3:12Not as though I had already attained, either were already perfect: but I follow after, if that I may apprehend that for which also I am apprehended of Christ Jesus.
3:13Brethren, I count not myself to have apprehended: but this one thing I do, forgetting those things which are behind, and reaching forth unto those things which are before,
3:14I press toward the mark for the prize of the high calling of God in Christ Jesus.
3:15Let us therefore, as many as be perfect, be thus minded: and if in any thing ye be otherwise minded, God shall reveal even this unto you.
3:16Nevertheless, whereto we have already attained, let us walk by the same rule, let us mind the same thing.
3:17Brethren, be followers together of me, and mark them which walk so as ye have us for an ensample.
3:18(For many walk, of whom I have told you often, and now tell you even weeping, that they are the enemies of the cross of Christ:
3:19Whose end is destruction, whose God is their belly, and whose glory is in their shame, who mind earthly things.)
3:20For our conversation is in heaven; from whence also we look for the Saviour, the Lord Jesus Christ:
3:21Who shall change our vile body, that it may be fashioned like unto his glorious body, according to the working whereby he is able even to subdue all things unto himself.

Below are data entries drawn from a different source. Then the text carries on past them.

// Keystrata — Unlocked key material
//
// The private key recovered from a keystore entry. Two values are compared
// when deciding whether a cached password may follow an entry across
// history states: the password must unlock the *same* key on both sides.

use std::fmt;

use rand::RngCore;
use serde::{Deserialize, Serialize};
use zeroize::Zeroizing;

/// Byte length of generated key material.
const GENERATED_KEY_LEN: usize = 32;

/// Byte length of generated DSA parameters (toy sizes, not for real use).
const GENERATED_DSA_PARAM_LEN: usize = 64;
const GENERATED_DSA_SUBGROUP_LEN: usize = 20;

#[derive(Debug, Clone, Copy, PartialEq, Eq, Hash, Serialize, Deserialize)]
#[serde(rename_all = "lowercase")]
pub enum KeyAlgorithm {
    Rsa,
    Dsa,
    Ec,
    Ed25519,
    Aes,
    Hmac,
}

impl KeyAlgorithm {
    pub fn name(&self) -> &'static str {
        match self {
            KeyAlgorithm::Rsa => "RSA",
            KeyAlgorithm::Dsa => "DSA",
            KeyAlgorithm::Ec => "EC",
            KeyAlgorithm::Ed25519 => "Ed25519",
            KeyAlgorithm::Aes => "AES",
            KeyAlgorithm::Hmac => "HMAC",
        }
    }
}

impl fmt::Display for KeyAlgorithm {
    fn fmt(&self, f: &mut fmt::Formatter<'_>) -> fmt::Result {
        f.write_str(self.name())
    }
}

/// A DSA private key.
///
/// No `PartialEq`: the provider encoding differs between loads of the same
/// key. Identity is the private exponent `x` with the domain parameters
/// `p`, `q` and `g`; see [`DsaPrivateKey::same_key`].
#[derive(Clone)]
pub struct DsaPrivateKey {
    x: Zeroizing<Vec<u8>>,
    p: Vec<u8>,
    q: Vec<u8>,
    g: Vec<u8>,
    provider_encoding: Vec<u8>,
}

impl DsaPrivateKey {
    /// Integers are big-endian and may carry leading zero bytes.
    pub fn new(x: Vec<u8>, p: Vec<u8>, q: Vec<u8>, g: Vec<u8>, provider_encoding: Vec<u8>) -> Self {
        Self {
            x: Zeroizing::new(x),
            p,
            q,
            g,
            provider_encoding,
        }
    }

    pub fn x(&self) -> &[u8] {
        &self.x
    }

    pub fn p(&self) -> &[u8] {
        &self.p
    }

    pub fn q(&self) -> &[u8] {
        &self.q
    }

    pub fn g(&self) -> &[u8] {
        &self.g
    }

    pub fn provider_encoding(&self) -> &[u8] {
        &self.provider_encoding
    }

    /// Field-by-field comparison of the private exponent and domain parameters.
    pub fn same_key(&self, other: &DsaPrivateKey) -> bool {
        same_integer(&self.x, &other.x)
            && same_integer(&self.g, &other.g)
            && same_integer(&self.p, &other.p)
            && same_integer(&self.q, &other.q)
    }
}

impl fmt::Debug for DsaPrivateKey {
    fn fmt(&self, f: &mut fmt::Formatter<'_>) -> fmt::Result {
        f.debug_struct("DsaPrivateKey")
            .field("x", &"[REDACTED]")
            .field("p_len", &self.p.len())
            .finish_non_exhaustive()
    }
}

/// Private key recovered from a keystore entry.
#[derive(Clone)]
pub enum KeyMaterial {
    /// Keys with a canonical encoding: equal keys have equal bytes.
    Encoded {
        algorithm: KeyAlgorithm,
        der: Zeroizing<Vec<u8>>,
    },
    Dsa(DsaPrivateKey),
}

impl KeyMaterial {
    pub fn encoded(algorithm: KeyAlgorithm, der: Vec<u8>) -> Self {
        KeyMaterial::Encoded {
            algorithm,
            der: Zeroizing::new(der),
        }
    }

    /// Generate fresh random key material for the given algorithm.
    pub fn generate(algorithm: KeyAlgorithm) -> Self {
        match algorithm {
            KeyAlgorithm::Dsa => {
                let x = random_bytes(GENERATED_DSA_SUBGROUP_LEN);
                let p = random_bytes(GENERATED_DSA_PARAM_LEN);
                let q = random_bytes(GENERATED_DSA_SUBGROUP_LEN);
                let g = random_bytes(GENERATED_DSA_PARAM_LEN);
                KeyMaterial::Dsa(DsaPrivateKey::new(x, p, q, g, random_bytes(8)))
            }
            other => KeyMaterial::encoded(other, random_bytes(GENERATED_KEY_LEN)),
        }
    }

    pub fn algorithm(&self) -> KeyAlgorithm {
        match self {
            KeyMaterial::Encoded { algorithm, .. } => *algorithm,
            KeyMaterial::Dsa(_) => KeyAlgorithm::Dsa,
        }
    }
}

impl fmt::Debug for KeyMaterial {
    fn fmt(&self, f: &mut fmt::Formatter<'_>) -> fmt::Result {
        match self {
            KeyMaterial::Encoded { algorithm, .. } => f
                .debug_struct("KeyMaterial")
                .field("algorithm", algorithm)
                .field("der", &"[REDACTED]")
                .finish(),
            KeyMaterial::Dsa(key) => f.debug_tuple("KeyMaterial::Dsa").field(key).finish(),
        }
    }
}

/// Do two unlocked keys represent the same private key?
///
/// DSA keys have no usable equality, so they are compared on `x`, `p`, `q`
/// and `g`. Every other key type compares structurally.
pub fn key_material_matches(current: &KeyMaterial, target: &KeyMaterial) -> bool {
    match (current, target) {
        (KeyMaterial::Dsa(a), KeyMaterial::Dsa(b)) => a.same_key(b),
        (KeyMaterial::Dsa(_), _) | (_, KeyMaterial::Dsa(_)) => false,
        (
            KeyMaterial::Encoded {
                algorithm: alg_a,
                der: der_a,
            },
            KeyMaterial::Encoded {
                algorithm: alg_b,
                der: der_b,
            },
        ) => alg_a == alg_b && der_a == der_b,
    }
}

/// Compare two big-endian unsigned integers, ignoring leading zero bytes.
fn same_integer(a: &[u8], b: &[u8]) -> bool {
    strip_leading_zeros(a) == strip_leading_zeros(b)
}

fn strip_leading_zeros(bytes: &[u8]) -> &[u8] {
    let start = bytes.iter().position(|b| *b != 0).unwrap_or(bytes.len());
    &bytes[start..]
}

fn random_bytes(len: usize) -> Vec<u8> {
    let mut bytes = vec![0u8; len];
    rand::rng().fill_bytes(&mut bytes);
    bytes
}

// ─── Tests ───────────────────────────────────────────────────────────────────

King James Bible (Oxford) 1769

King James Bible (Oxford) 1769

By the mid-18th century the wide variation in the various modernized printed texts of the Authorized Version, combined with the notorious accumulation of misprints, had reached the proportion of a scandal, and the Universities of Oxford and Cambridge both sought to produce an updated standard text. First of the two was the Cambridge edition of 1760, the culmination of twenty-years work by Francis Sawyer Parris, who died in May of that year. This 1760 edition was reprinted without change in 1762 and in John Baskerville's fine folio edition of 1763. This was effectively superseded by the 1769 Oxford edition, edited by Benjamin Blayney.